**Try it:** Tell how many lines in the data contain the word "PhishingDetector", and leave out everything else.
- - -
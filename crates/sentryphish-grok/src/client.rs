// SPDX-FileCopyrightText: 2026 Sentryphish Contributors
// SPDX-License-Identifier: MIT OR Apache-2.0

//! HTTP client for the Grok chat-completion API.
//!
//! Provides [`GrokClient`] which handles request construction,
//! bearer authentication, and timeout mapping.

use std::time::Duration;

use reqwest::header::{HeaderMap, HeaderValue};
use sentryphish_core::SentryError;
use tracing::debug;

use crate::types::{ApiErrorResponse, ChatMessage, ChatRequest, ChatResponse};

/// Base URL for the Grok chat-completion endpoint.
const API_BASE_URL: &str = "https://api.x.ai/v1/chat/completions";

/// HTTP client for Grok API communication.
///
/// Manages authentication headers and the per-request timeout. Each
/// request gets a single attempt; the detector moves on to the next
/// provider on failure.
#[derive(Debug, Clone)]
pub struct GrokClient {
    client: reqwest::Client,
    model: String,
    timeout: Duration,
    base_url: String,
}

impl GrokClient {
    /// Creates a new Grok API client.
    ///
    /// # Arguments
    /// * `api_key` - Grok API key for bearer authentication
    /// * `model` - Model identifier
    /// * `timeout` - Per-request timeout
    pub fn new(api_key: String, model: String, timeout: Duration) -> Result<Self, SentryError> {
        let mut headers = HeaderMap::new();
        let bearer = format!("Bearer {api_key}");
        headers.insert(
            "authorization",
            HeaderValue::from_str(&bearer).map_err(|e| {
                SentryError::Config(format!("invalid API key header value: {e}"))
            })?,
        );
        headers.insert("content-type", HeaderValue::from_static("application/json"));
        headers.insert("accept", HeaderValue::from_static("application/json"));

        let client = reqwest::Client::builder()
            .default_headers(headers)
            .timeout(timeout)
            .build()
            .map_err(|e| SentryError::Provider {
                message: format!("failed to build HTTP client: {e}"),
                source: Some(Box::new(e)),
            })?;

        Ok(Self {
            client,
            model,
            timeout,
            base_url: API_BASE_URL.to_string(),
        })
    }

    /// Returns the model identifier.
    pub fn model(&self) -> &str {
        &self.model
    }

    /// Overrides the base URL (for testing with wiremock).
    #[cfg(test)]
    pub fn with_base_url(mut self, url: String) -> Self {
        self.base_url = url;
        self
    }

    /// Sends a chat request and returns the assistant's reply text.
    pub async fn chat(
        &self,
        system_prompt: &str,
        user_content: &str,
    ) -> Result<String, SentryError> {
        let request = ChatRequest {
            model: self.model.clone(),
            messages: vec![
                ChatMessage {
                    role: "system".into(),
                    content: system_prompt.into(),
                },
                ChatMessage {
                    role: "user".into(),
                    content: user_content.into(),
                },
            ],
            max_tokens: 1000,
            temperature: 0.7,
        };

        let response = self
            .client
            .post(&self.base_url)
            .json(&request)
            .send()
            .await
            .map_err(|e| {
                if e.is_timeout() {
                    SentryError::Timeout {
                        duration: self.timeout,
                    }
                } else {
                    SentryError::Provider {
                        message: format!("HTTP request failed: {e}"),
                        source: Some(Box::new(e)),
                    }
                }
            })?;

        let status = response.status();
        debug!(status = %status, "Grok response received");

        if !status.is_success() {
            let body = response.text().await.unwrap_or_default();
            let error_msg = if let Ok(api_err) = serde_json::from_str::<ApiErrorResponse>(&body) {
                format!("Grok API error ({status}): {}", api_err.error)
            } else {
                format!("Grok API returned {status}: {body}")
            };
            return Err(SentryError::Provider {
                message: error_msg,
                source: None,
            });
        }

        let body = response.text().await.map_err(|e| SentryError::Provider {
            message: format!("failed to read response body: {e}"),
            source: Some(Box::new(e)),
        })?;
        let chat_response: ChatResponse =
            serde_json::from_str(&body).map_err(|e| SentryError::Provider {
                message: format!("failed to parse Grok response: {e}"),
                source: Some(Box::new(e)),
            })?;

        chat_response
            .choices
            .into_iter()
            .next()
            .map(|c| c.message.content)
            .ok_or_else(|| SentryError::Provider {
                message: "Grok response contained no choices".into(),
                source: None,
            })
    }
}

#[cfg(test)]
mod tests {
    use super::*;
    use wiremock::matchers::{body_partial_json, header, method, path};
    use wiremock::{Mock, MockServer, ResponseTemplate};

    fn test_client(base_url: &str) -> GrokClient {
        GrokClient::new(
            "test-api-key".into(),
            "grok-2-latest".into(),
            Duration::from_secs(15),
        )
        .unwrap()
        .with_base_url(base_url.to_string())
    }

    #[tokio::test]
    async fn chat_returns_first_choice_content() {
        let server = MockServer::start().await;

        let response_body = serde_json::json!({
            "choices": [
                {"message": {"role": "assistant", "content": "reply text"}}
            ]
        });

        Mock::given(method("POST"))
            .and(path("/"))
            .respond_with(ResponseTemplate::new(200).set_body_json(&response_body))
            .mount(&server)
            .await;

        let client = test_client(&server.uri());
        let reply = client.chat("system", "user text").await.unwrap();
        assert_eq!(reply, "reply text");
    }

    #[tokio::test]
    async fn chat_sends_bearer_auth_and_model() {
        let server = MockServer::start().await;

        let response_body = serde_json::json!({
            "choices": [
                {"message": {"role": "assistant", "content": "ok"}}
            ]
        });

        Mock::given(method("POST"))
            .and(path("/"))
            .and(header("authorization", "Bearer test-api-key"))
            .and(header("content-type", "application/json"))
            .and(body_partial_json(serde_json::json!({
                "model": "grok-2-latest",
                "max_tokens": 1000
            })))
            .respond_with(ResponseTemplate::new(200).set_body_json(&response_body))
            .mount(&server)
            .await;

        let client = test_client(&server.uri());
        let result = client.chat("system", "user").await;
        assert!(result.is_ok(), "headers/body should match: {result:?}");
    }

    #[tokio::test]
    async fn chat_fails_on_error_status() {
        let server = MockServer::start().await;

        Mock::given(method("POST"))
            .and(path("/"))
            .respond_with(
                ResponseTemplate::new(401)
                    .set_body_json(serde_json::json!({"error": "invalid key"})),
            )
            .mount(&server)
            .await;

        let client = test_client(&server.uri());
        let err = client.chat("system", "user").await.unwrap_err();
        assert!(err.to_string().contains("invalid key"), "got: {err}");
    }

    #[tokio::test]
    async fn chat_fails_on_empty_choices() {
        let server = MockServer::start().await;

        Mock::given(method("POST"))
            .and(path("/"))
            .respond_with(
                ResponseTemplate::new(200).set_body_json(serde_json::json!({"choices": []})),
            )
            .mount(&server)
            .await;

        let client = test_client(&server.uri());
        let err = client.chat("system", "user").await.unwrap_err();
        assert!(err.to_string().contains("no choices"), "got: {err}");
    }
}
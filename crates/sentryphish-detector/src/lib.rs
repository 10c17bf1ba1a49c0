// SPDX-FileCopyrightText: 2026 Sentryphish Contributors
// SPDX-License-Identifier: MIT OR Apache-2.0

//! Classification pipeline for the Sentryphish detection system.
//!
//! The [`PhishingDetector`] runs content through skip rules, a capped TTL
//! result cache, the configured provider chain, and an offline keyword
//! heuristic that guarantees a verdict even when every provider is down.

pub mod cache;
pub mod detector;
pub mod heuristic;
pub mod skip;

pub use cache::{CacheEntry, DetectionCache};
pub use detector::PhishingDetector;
- - -
**Task answer:** 2